* **WHAT TO DO**
Scan each line of the entries below for the word "ReadKey" and count the ones where it appears. The answer is that number alone.

* **RAW DATA**
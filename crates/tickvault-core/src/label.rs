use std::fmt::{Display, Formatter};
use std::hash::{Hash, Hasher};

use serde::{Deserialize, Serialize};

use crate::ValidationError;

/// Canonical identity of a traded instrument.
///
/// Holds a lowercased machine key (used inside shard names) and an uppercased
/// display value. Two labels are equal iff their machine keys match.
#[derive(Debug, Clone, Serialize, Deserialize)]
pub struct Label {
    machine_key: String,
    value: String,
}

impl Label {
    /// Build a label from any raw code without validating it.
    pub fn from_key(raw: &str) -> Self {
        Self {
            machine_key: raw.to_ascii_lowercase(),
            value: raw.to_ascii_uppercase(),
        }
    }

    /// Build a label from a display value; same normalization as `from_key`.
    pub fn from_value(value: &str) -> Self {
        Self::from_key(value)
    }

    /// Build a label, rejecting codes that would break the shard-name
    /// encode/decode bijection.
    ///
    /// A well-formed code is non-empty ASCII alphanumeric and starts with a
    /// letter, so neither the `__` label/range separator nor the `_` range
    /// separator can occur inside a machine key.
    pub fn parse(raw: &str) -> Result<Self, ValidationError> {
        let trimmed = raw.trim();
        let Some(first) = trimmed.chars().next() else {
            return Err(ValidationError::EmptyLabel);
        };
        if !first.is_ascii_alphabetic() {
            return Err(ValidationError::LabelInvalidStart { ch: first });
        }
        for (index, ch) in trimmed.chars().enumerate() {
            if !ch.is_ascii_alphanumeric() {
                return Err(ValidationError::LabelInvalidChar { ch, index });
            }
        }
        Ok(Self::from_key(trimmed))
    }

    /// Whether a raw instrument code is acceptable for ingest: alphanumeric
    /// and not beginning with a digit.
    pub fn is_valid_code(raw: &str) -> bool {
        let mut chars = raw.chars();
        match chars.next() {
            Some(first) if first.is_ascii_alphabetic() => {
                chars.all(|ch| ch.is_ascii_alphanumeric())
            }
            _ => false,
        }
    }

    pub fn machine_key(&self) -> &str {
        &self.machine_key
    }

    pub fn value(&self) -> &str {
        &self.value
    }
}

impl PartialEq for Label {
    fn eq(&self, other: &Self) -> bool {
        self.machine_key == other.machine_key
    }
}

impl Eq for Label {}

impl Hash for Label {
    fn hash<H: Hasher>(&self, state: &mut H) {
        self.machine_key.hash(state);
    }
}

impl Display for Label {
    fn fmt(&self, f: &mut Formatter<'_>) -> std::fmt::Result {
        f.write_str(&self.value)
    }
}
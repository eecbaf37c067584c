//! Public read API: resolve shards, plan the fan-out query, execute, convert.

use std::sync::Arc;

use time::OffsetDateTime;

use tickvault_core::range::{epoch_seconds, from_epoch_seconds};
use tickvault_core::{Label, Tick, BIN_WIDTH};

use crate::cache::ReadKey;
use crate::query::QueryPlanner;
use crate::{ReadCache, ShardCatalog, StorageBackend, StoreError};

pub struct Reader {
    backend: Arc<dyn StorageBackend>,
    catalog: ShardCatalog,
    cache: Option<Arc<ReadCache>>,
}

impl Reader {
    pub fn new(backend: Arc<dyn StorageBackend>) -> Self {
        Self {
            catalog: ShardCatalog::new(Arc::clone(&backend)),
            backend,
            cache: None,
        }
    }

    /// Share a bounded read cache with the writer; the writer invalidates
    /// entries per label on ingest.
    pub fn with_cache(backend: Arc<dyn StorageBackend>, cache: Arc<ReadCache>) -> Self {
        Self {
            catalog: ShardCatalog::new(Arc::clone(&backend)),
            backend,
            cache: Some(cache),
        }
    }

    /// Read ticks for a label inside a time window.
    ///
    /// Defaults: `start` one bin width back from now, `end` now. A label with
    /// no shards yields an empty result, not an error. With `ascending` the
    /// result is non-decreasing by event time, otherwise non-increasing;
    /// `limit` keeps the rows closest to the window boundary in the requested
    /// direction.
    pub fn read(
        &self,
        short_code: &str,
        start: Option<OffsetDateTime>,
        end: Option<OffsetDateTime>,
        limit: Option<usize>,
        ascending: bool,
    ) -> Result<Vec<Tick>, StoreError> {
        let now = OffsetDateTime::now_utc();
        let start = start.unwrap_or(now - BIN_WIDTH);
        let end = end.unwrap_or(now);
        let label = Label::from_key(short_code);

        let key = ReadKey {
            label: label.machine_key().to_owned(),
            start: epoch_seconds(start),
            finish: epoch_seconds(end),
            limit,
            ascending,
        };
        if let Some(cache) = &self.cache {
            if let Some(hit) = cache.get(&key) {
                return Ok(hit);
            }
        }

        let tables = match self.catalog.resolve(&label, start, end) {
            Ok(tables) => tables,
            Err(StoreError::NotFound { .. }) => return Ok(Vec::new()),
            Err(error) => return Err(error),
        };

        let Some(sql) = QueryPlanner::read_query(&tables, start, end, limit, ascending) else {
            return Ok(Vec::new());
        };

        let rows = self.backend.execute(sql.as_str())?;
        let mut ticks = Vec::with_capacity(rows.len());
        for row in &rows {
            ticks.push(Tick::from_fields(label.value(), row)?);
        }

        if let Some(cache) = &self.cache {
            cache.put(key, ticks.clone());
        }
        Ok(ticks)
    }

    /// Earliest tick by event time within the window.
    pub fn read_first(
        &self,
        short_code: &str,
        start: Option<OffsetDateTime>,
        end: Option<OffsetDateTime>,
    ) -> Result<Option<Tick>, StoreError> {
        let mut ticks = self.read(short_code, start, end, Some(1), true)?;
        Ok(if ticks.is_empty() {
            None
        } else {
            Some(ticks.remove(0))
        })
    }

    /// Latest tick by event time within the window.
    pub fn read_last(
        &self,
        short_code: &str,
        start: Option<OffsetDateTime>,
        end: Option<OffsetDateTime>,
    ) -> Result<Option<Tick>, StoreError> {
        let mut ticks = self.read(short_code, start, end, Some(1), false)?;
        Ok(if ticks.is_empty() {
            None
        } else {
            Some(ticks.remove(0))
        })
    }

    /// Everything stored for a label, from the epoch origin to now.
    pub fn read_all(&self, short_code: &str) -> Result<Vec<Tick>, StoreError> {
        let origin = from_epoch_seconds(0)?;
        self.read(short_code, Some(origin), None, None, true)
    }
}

* **RESPONSE FOR THIS EXERCISE**
2